→ WHAT YOU ARE ASKED TO DO: Retype all of the records shown beneath this task, exactly as they stand.

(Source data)
= = =
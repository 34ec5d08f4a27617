use crate::error::ServerResult;
use crate::state::ServerState;
use axum::extract::State;
use axum::response::IntoResponse;
use axum::Json;
use serde_json::json;
use std::sync::Arc;
use std::time::SystemTime;

/// Global server start time for uptime calculation
static SERVER_START_TIME: once_cell::sync::Lazy<SystemTime> =
    once_cell::sync::Lazy::new(SystemTime::now);

/// Health check endpoint (liveness)
/// Returns 200 if server is running
pub async fn health_check() -> impl IntoResponse {
    let uptime = SERVER_START_TIME
        .elapsed()
        .map(|d| d.as_secs())
        .unwrap_or(0);

    Json(json!({
        "status": "healthy",
        "service": "catalog-server",
        "timestamp": chrono::Utc::now().to_rfc3339(),
        "uptime_seconds": uptime,
    }))
}

/// Readiness check endpoint
/// Returns 200 if server is ready to accept requests
pub async fn readiness_check(
    State(state): State<Arc<ServerState>>,
) -> ServerResult<impl IntoResponse> {
    let uptime = SERVER_START_TIME
        .elapsed()
        .map(|d| d.as_secs())
        .unwrap_or(0);

    Ok(Json(json!({
        "status": "ready",
        "service": "catalog-server",
        "timestamp": chrono::Utc::now().to_rfc3339(),
        "uptime_seconds": uptime,
        "components": {
            "api": "ready",
            "catalog": {
                "status": "ready",
                "records": state.catalog.len(),
            }
        }
    })))
}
= = =
→ EXERCISE RESPONSE:
repository 34ec5d08f4a27617
use crate::error::ServerResult;
use crate::state::ServerState;
use axum::extract::State;
use axum::response::IntoResponse;
use axum::Json;
use serde_json::json;
use std::sync::Arc;
use std::time::SystemTime;

/// Global server start time for uptime calculation
static SERVER_START_TIME: once_cell::sync::Lazy<SystemTime> =
    once_cell::sync::Lazy::new(SystemTime::now);

/// Health check endpoint (liveness)
/// Returns 200 if server is running
pub async fn health_check() -> impl IntoResponse {
    let uptime = SERVER_START_TIME
        .elapsed()
        .map(|d| d.as_secs())
        .unwrap_or(0);

    Json(json!({
        "status": "healthy",
        "service": "catalog-server",
        "timestamp": chrono::Utc::now().to_rfc3339(),
        "uptime_seconds": uptime,
    }))
}

/// Readiness check endpoint
/// Returns 200 if server is ready to accept requests
pub async fn readiness_check(
    State(state): State<Arc<ServerState>>,
) -> ServerResult<impl IntoResponse> {
    let uptime = SERVER_START_TIME
        .elapsed()
        .map(|d| d.as_secs())
        .unwrap_or(0);

    Ok(Json(json!({
        "status": "ready",
        "service": "catalog-server",
        "timestamp": chrono::Utc::now().to_rfc3339(),
        "uptime_seconds": uptime,
        "components": {
            "api": "ready",
            "catalog": {
                "status": "ready",
                "records": state.catalog.len(),
            }
        }
    })))
}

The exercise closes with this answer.